Fue una mañana soleada a finales del pasado mes de septiembre. El equipo de La Cocaleca nos citó a las 7:00 a.m. en el puerto Pedregal, ubicado en la ciudad de David, provincia de Chiriquí.
El mar estaba tranquilo. Abordamos la embarcación, unos cuantos cetáceos, conocidos como bufeos, nos dieron la bienvenida en el Parque Marino Golfo de Chiriquí.
Al avanzar, se pudo divisar el imponente volcán Barú, con una altura de mil 450 metros sobre el nivel del mar, que se erige como el guardián de los manglares del golfo.
Durante el recorrido, dejamos atrás el volcán para ver las islas de Punta Chapala y parte de la playa La Barqueta, según informó Juan Carlos Alarcón, uno de los encargados del tour, miembro del departamento de mercadeo de La Cocaleca.
Los manglares del golfo de Chiriquí y San Miguel tienen una estructura bien desarrollada y son de considerable importancia en los ciclos vitales de diversa fauna y flora marina.
Proseguimos con la aventura. Nos aproximamos a la isla de Boca Brava, con una superficie de unas 3 mil hectáreas, específicamente en la bahía de Muertos, que es un arrecife de coral y a donde solo se puede llegar en bote.

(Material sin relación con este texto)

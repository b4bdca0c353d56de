//! API server entry point.

use std::sync::Arc;

use api::config::{Config, LogFormat, secrets_from_env};
use fanout::{InMemorySecretStore, TracingNotifier};
use order_store::{InMemoryOrderStore, OrderStore, PostgresOrderStore};
use sqlx::postgres::PgPoolOptions;
use tokio::signal;
use tokio::sync::watch;
use tracing_subscriber::EnvFilter;
use tracing_subscriber::layer::SubscriberExt;
use tracing_subscriber::util::SubscriberInitExt;

type BoxError = Box<dyn std::error::Error + Send + Sync>;

/// Waits for a shutdown signal (SIGINT or SIGTERM).
async fn shutdown_signal() {
    let ctrl_c = async {
        signal::ctrl_c()
            .await
            .expect("failed to install SIGINT handler");
    };

    #[cfg(unix)]
    let terminate = async {
        signal::unix::signal(signal::unix::SignalKind::terminate())
            .expect("failed to install SIGTERM handler")
            .recv()
            .await;
    };

    #[cfg(not(unix))]
    let terminate = std::future::pending::<()>();

    tokio::select! {
        () = ctrl_c => {
            tracing::info!("received SIGINT, starting graceful shutdown");
        }
        () = terminate => {
            tracing::info!("received SIGTERM, starting graceful shutdown");
        }
    }
}

fn init_tracing(config: &Config) {
    let filter = EnvFilter::try_new(&config.log_level).unwrap_or_else(|_| EnvFilter::new("info"));
    let registry = tracing_subscriber::registry().with(filter);

    match config.log_format {
        LogFormat::Json => registry.with(tracing_subscriber::fmt::layer().json()).init(),
        LogFormat::Text => registry.with(tracing_subscriber::fmt::layer()).init(),
    }
}

async fn order_store(config: &Config) -> Result<Arc<dyn OrderStore>, BoxError> {
    let Some(url) = &config.database_url else {
        tracing::info!("DATABASE_URL not set, using in-memory order store");
        return Ok(Arc::new(InMemoryOrderStore::new()));
    };

    let pool = PgPoolOptions::new().max_connections(10).connect(url).await?;
    let store = PostgresOrderStore::new(pool);
    store.run_migrations().await?;
    tracing::info!("using PostgreSQL order store");
    Ok(Arc::new(store))
}

#[tokio::main]
async fn main() -> Result<(), BoxError> {
    let config = Config::from_env();
    init_tracing(&config);

    let metrics_handle = metrics_exporter_prometheus::PrometheusBuilder::new().install_recorder()?;

    let orders = order_store(&config).await?;
    let secrets = InMemorySecretStore::new();
    secrets.insert(secrets_from_env(&config.secrets_name)).await;

    let pipeline = api::create_pipeline(
        &config,
        orders,
        Arc::new(secrets),
        Arc::new(TracingNotifier),
    )
    .await;

    let (shutdown_tx, shutdown_rx) = watch::channel(false);
    let workers: Vec<_> = pipeline
        .workers
        .into_iter()
        .map(|worker| tokio::spawn(worker.run(shutdown_rx.clone())))
        .collect();

    let app = api::create_app(pipeline.state, metrics_handle);

    let addr = config.addr();
    tracing::info!(%addr, "starting API server");

    let listener = tokio::net::TcpListener::bind(&addr).await?;
    axum::serve(listener, app)
        .with_graceful_shutdown(shutdown_signal())
        .await?;

    let _ = shutdown_tx.send(true);
    for worker in workers {
        if let Err(e) = worker.await {
            tracing::error!(error = %e, "queue worker panicked");
        }
    }

    tracing::info!("server shut down gracefully");
    Ok(())
}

Este lugar es administrado como parte del distrito de San Lorenzo de Chiriquí, justo en frente de la comunidad de Boca Chica, a la cual se puede llegar por vía terrestre o marítima.
Paramos en playa Bongo, perteneciente a Boca Brava, una playa privada, para dejar parte del equipo que atendería a los integrantes del paseo. De allí, procedimos a realizar el avistamiento de cetáceos, en especial de las ballenas jorobadas, motivo principal de nuestra visita de aquel día.
Mientras el capitán de la embarcación fija su mirada en busca de las ballenas, a eso de las 9:00 a.m. los guías nos indican que bordeamos las islas de Gamez, Bolaños, Palenque y Paridas.
Y es así como vemos a los primeros mamíferos, una madre y su cría, los que se asoman a la superficie para arrojar vapor por su lomo, a través de un agujero llamado espiráculo.
El espectáculo de la naturaleza es hermoso. Los fotógrafos y camarógrafos procuran tomar sus mejores ángulos para que no quede duda de lo que ven.
Después de unos 25 minutos del show marino, el capitán explica que generalmente toma más tiempo encontrarlas. Luego nos dirigimos de regreso a la playa Bongo, para entonces repasar mentalmente lo vivido.
Tras un delicioso almuerzo, descansamos y nos dimos un chapuzón en las cálidas y claras aguas de la playa.